> TASK PROMPT
In the records that follow, locate every line with "BigEndian" and extract it.

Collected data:
········

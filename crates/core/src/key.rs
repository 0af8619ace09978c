//! Key codec for record ids
//!
//! Ids are unsigned 32-bit integers stored as 4 bytes, most-significant byte
//! first. Big-endian is load-bearing: byte-lexicographic order of encoded
//! keys must equal numeric order of ids, so ordered engines return range
//! scans in ascending id order without any engine-side comparator.
//!
//! ## Contract
//!
//! - `decode_id(encode_id(id)) == id` for every id
//! - `encode_id(a) < encode_id(b)` (bytewise) iff `a < b`

use crate::error::{Error, Result};
use byteorder::{BigEndian, ByteOrder};

/// Encoded key width in bytes
pub const KEY_LEN: usize = 4;

/// Encode an id as 4 big-endian bytes
pub fn encode_id(id: u32) -> [u8; KEY_LEN] {
    let mut buf = [0u8; KEY_LEN];
    BigEndian::write_u32(&mut buf, id);
    buf
}

/// Decode an id from its 4-byte big-endian form
///
/// # Errors
///
/// Returns [`Error::Decode`] if `bytes` is not exactly 4 bytes long.
pub fn decode_id(bytes: &[u8]) -> Result<u32> {
    if bytes.len() != KEY_LEN {
        return Err(Error::Decode {
            expected: KEY_LEN,
            actual: bytes.len(),
        });
    }
    Ok(BigEndian::read_u32(bytes))
}

#[cfg(test)]
mod tests {
    use super::*;
    use proptest::prelude::*;

    #[test]
    fn test_encode_zero() {
        assert_eq!(encode_id(0), [0, 0, 0, 0]);
    }

    #[test]
    fn test_encode_max() {
        assert_eq!(encode_id(u32::MAX), [0xFF, 0xFF, 0xFF, 0xFF]);
    }

    #[test]
    fn test_encode_is_big_endian() {
        assert_eq!(encode_id(0x0102_0304), [1, 2, 3, 4]);
    }

    #[test]
    fn test_roundtrip_boundaries() {
        for id in [0, 1, 255, 256, 65_535, 65_536, u32::MAX - 1, u32::MAX] {
            assert_eq!(decode_id(&encode_id(id)).unwrap(), id);
        }
    }

    #[test]
    fn test_decode_rejects_short_input() {
        let result = decode_id(&[1, 2, 3]);
        assert!(matches!(
            result,
            Err(Error::Decode {
                expected: 4,
                actual: 3
            })
        ));
    }

    #[test]
    fn test_decode_rejects_long_input() {
        let result = decode_id(&[1, 2, 3, 4, 5]);
        assert!(matches!(
            result,
            Err(Error::Decode {
                expected: 4,
                actual: 5
            })
        ));
    }

    #[test]
    fn test_decode_rejects_empty_input() {
        assert!(decode_id(&[]).is_err());
    }

    proptest! {
        #[test]
        fn prop_roundtrip(id: u32) {
            prop_assert_eq!(decode_id(&encode_id(id)).unwrap(), id);
        }

        #[test]
        fn prop_order_preserving(a: u32, b: u32) {
            prop_assert_eq!(a.cmp(&b), encode_id(a).cmp(&encode_id(b)));
        }
    }
}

········

> SOLVED EXERCISE
use byteorder::{BigEndian, ByteOrder};
    BigEndian::write_u32(&mut buf, id);
    Ok(BigEndian::read_u32(bytes))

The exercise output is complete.